=== AVAILABLE DATA ===
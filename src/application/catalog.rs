use crate::types::ToolDescriptor;
use serde_json::Value;
use std::collections::HashMap;
use std::sync::Arc;
use thiserror::Error;
use tracing::debug;

#[derive(Debug, Error)]
pub enum CatalogError {
    #[error("duplicate tool id '{id}' in catalog")]
    DuplicateTool { id: String },
    #[error("tool '{id}' has an empty id")]
    EmptyId { id: String },
}

/// Immutable per-session registry of tool descriptors. Shared read-only
/// across conversations; built once at startup.
#[derive(Debug, Clone, Default)]
pub struct ToolCatalog {
    tools: Vec<Arc<ToolDescriptor>>,
    by_id: HashMap<String, usize>,
}

impl ToolCatalog {
    pub fn new(descriptors: Vec<ToolDescriptor>) -> Result<Self, CatalogError> {
        let mut tools = Vec::with_capacity(descriptors.len());
        let mut by_id = HashMap::with_capacity(descriptors.len());
        for descriptor in descriptors {
            if descriptor.id.trim().is_empty() {
                return Err(CatalogError::EmptyId {
                    id: descriptor.id.clone(),
                });
            }
            if by_id.contains_key(&descriptor.id) {
                return Err(CatalogError::DuplicateTool {
                    id: descriptor.id.clone(),
                });
            }
            by_id.insert(descriptor.id.clone(), tools.len());
            tools.push(Arc::new(descriptor));
        }
        debug!(tools = tools.len(), "Tool catalog assembled");
        Ok(Self { tools, by_id })
    }

    pub fn get(&self, id: &str) -> Option<&Arc<ToolDescriptor>> {
        self.by_id.get(id).map(|index| &self.tools[*index])
    }

    pub fn contains(&self, id: &str) -> bool {
        self.by_id.contains_key(id)
    }

    pub fn iter(&self) -> impl Iterator<Item = &Arc<ToolDescriptor>> {
        self.tools.iter()
    }

    pub fn len(&self) -> usize {
        self.tools.len()
    }

    pub fn is_empty(&self) -> bool {
        self.tools.is_empty()
    }

    pub fn eager_ids(&self) -> Vec<String> {
        self.tools
            .iter()
            .filter(|tool| tool.eager)
            .map(|tool| tool.id.clone())
            .collect()
    }
}

/// Namespace a provider-supplied tool name so tools from different providers
/// never collide inside one catalog.
pub fn qualified_id(provider: &str, tool: &str) -> String {
    format!("{provider}.{tool}")
}

/// Split a provider-qualified id back into provider name and bare tool name.
pub fn split_qualified(id: &str) -> Option<(&str, &str)> {
    id.split_once('.')
}

/// Flatten a descriptor into the text searched and embedded by the indices:
/// id, description, example invocations, then parameter names and their
/// schema descriptions.
pub fn index_text(descriptor: &ToolDescriptor) -> String {
    let mut parts = vec![
        format!("Tool: {}", descriptor.id),
        format!("Description: {}", descriptor.description),
    ];

    for example in &descriptor.examples {
        match example {
            Value::String(text) => parts.push(format!("Example: {text}")),
            other => parts.push(format!("Example: {other}")),
        }
    }

    if let Some(properties) = descriptor
        .input_schema
        .get("properties")
        .and_then(Value::as_object)
    {
        let mut rendered = Vec::with_capacity(properties.len());
        for (name, schema) in properties {
            let kind = schema.get("type").and_then(Value::as_str).unwrap_or("");
            let description = schema
                .get("description")
                .and_then(Value::as_str)
                .unwrap_or("");
            rendered.push(format!("{name} ({kind}): {description}"));
        }
        if !rendered.is_empty() {
            parts.push(format!("Parameters: {}", rendered.join(", ")));
        }
    }

    parts.join("\n")
}

#[cfg(test)]
pub(crate) fn descriptor(id: &str, description: &str, eager: bool) -> ToolDescriptor {
    ToolDescriptor {
        id: id.to_string(),
        description: description.to_string(),
        input_schema: serde_json::json!({ "type": "object", "properties": {} }),
        examples: Vec::new(),
        eager,
        provider: crate::types::ProviderRef::Local,
    }
}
===
__WORK INSTRUCTION__:
An answer is complete only when it holds every line above containing the string "types".

__SOLUTION FOR THIS EXERCISE__:
use crate::types::ToolDescriptor;
        provider: crate::types::ProviderRef::Local,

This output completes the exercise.